У нас – 5–6 интересных фильмов в год, там – 10–12, потому что они делают больше. Мы делаем 100 картин в год, а они – 300–400. Но дальше возникает пропасть. У нас дальше – очень много плохих картин, а у них – много среднего уровня. Особенно жанровые картины здорово держат средний уровень. Это то, что называется кинобизнесом, киноиндустрией.

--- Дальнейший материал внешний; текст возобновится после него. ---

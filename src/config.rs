//! Query layer configuration
//!
//! Defaults for page sizes, scan fan-out, batch chunking and retry. Loaded
//! from JSON or built in code; every field has a default.

use std::path::Path;

use serde::{Deserialize, Serialize};

use crate::store::{RetryPolicy, StoreError, StoreResult};

/// Query layer configuration
#[derive(Debug, Clone, PartialEq, Eq, Serialize, Deserialize)]
pub struct QueryConfig {
    /// Prefix prepended to every entity's table/collection name (default: "")
    #[serde(default)]
    pub table_prefix: String,

    /// Page-size hint sent with each fetch (default: 100)
    #[serde(default = "default_page_size")]
    pub page_size: u32,

    /// Parallel scan segments (default: 1)
    #[serde(default = "default_total_segments")]
    pub total_segments: u32,

    /// Items per batch write submission (default: 25)
    #[serde(default = "default_batch_write_chunk")]
    pub batch_write_chunk: usize,

    /// Keys per batch get submission (default: 100)
    #[serde(default = "default_batch_get_chunk")]
    pub batch_get_chunk: usize,

    /// Reject unsupported predicate fields instead of skipping them
    #[serde(default)]
    pub strict_predicates: bool,

    /// Retry policy for unprocessed batch items
    #[serde(default)]
    pub retry: RetryPolicy,
}

fn default_page_size() -> u32 {
    100
}

fn default_total_segments() -> u32 {
    1
}

fn default_batch_write_chunk() -> usize {
    25
}

fn default_batch_get_chunk() -> usize {
    100
}

impl Default for QueryConfig {
    fn default() -> Self {
        Self {
            table_prefix: String::new(),
            page_size: default_page_size(),
            total_segments: default_total_segments(),
            batch_write_chunk: default_batch_write_chunk(),
            batch_get_chunk: default_batch_get_chunk(),
            strict_predicates: false,
            retry: RetryPolicy::default(),
        }
    }
}

impl QueryConfig {
    /// Parse and validate a JSON document
    pub fn from_json_str(json: &str) -> StoreResult<Self> {
        let config: Self = serde_json::from_str(json)
            .map_err(|e| StoreError::invalid_config(format!("malformed config: {}", e)))?;
        config.validate()?;
        Ok(config)
    }

    /// Read, parse and validate a JSON config file
    pub fn from_file(path: impl AsRef<Path>) -> StoreResult<Self> {
        let path = path.as_ref();
        let json = std::fs::read_to_string(path).map_err(|e| {
            StoreError::invalid_config(format!("cannot read {}: {}", path.display(), e))
        })?;
        Self::from_json_str(&json)
    }

    pub fn with_table_prefix(mut self, prefix: impl Into<String>) -> Self {
        self.table_prefix = prefix.into();
        self
    }

    pub fn with_page_size(mut self, page_size: u32) -> Self {
        self.page_size = page_size;
        self
    }

    pub fn with_total_segments(mut self, total_segments: u32) -> Self {
        self.total_segments = total_segments;
        self
    }

    pub fn with_batch_write_chunk(mut self, chunk: usize) -> Self {
        self.batch_write_chunk = chunk;
        self
    }

    pub fn with_strict_predicates(mut self, strict: bool) -> Self {
        self.strict_predicates = strict;
        self
    }

    pub fn with_retry(mut self, retry: RetryPolicy) -> Self {
        self.retry = retry;
        self
    }

    /// Physical table/collection name for an entity
    pub fn table_name(&self, entity: &str) -> String {
        format!("{}{}", self.table_prefix, entity)
    }

    /// Reject zero sizes
    pub fn validate(&self) -> StoreResult<()> {
        if self.page_size == 0 {
            return Err(StoreError::invalid_config("page_size must be positive"));
        }
        if self.total_segments == 0 {
            return Err(StoreError::invalid_config("total_segments must be positive"));
        }
        if self.batch_write_chunk == 0 {
            return Err(StoreError::invalid_config("batch_write_chunk must be positive"));
        }
        if self.batch_get_chunk == 0 {
            return Err(StoreError::invalid_config("batch_get_chunk must be positive"));
        }
        if self.retry.max_attempts == 0 {
            return Err(StoreError::invalid_config("retry.max_attempts must be positive"));
        }
        Ok(())
    }
}

#[cfg(test)]
mod tests {
    use super::*;

    #[test]
    fn test_default_config() {
        let config = QueryConfig::default();
        assert_eq!(config.page_size, 100);
        assert_eq!(config.total_segments, 1);
        assert_eq!(config.batch_write_chunk, 25);
        assert_eq!(config.batch_get_chunk, 100);
        assert!(!config.strict_predicates);
        assert!(config.validate().is_ok());
    }

    #[test]
    fn test_partial_json_fills_defaults() {
        let config =
            QueryConfig::from_json_str(r#"{"table_prefix": "dev_", "retry": {"max_attempts": 2}}"#)
                .unwrap();
        assert_eq!(config.table_name("users"), "dev_users");
        assert_eq!(config.retry.max_attempts, 2);
        assert_eq!(config.retry.max_backoff_ms, 2000);
        assert_eq!(config.batch_write_chunk, 25);
    }

    #[test]
    fn test_zero_sizes_rejected() {
        let err = QueryConfig::from_json_str(r#"{"total_segments": 0}"#).unwrap_err();
        assert_eq!(err.code(), "STORE_INVALID_CONFIG");
        assert!(QueryConfig::default().with_page_size(0).validate().is_err());
    }

    #[test]
    fn test_malformed_json_rejected() {
        let err = QueryConfig::from_json_str("{").unwrap_err();
        assert!(err.is_configuration());
    }
}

А у нас – провал в этой стадии. У нас на среднем уровне потеряны форма, идея, квалификация. Поэтому, когда мы заполним эту нишу, талантливого кино будет примерно столько же… Не идут в кинотеатры на наше кино, потому что мы не держим средний уровень. Высокохудожественное – это значит, что все компоненты, начиная со сценария, с режиссуры, и заканчивая звуком, должны быть как минимум на хорошем уровне. Все это должны делать талантливые люди, лидеры в своей области. Кино не прощает никакой слабости ни в каком компоненте. Все вылезает на экран. Есть недостатки в сценарии – все вылезет на экран. Слабый художник – будем видеть костюмы не те. Поэтому, когда все совпадает, происходит это совмещение, то возникает результат.

 

Мы, конечно, можем сами определять, какие книги читать, какие фильмы смотреть. Но писатели и режиссеры все же в этом отборе первичны. Они формулируют для потребителя их продукта определенную реальность. Вы как для себя это ощущаете?

 

Что такое зритель? Это настолько разный состав – и социальный, и по образованию, по взглядам, и так далее. Угодить всем невозможно. Моя задача – чтобы зритель, сидя в зале, нашел себя на экране. Не обязательно буквально и во всем, но чтобы он увидел то, что ему близко, или почувствовал. Только тогда происходит контакт. Только тогда. Если это происходит, возникает ниточка, которая с экрана протянется, и если человек себя прочувствовал, тогда он будет смотреть, будет переживать.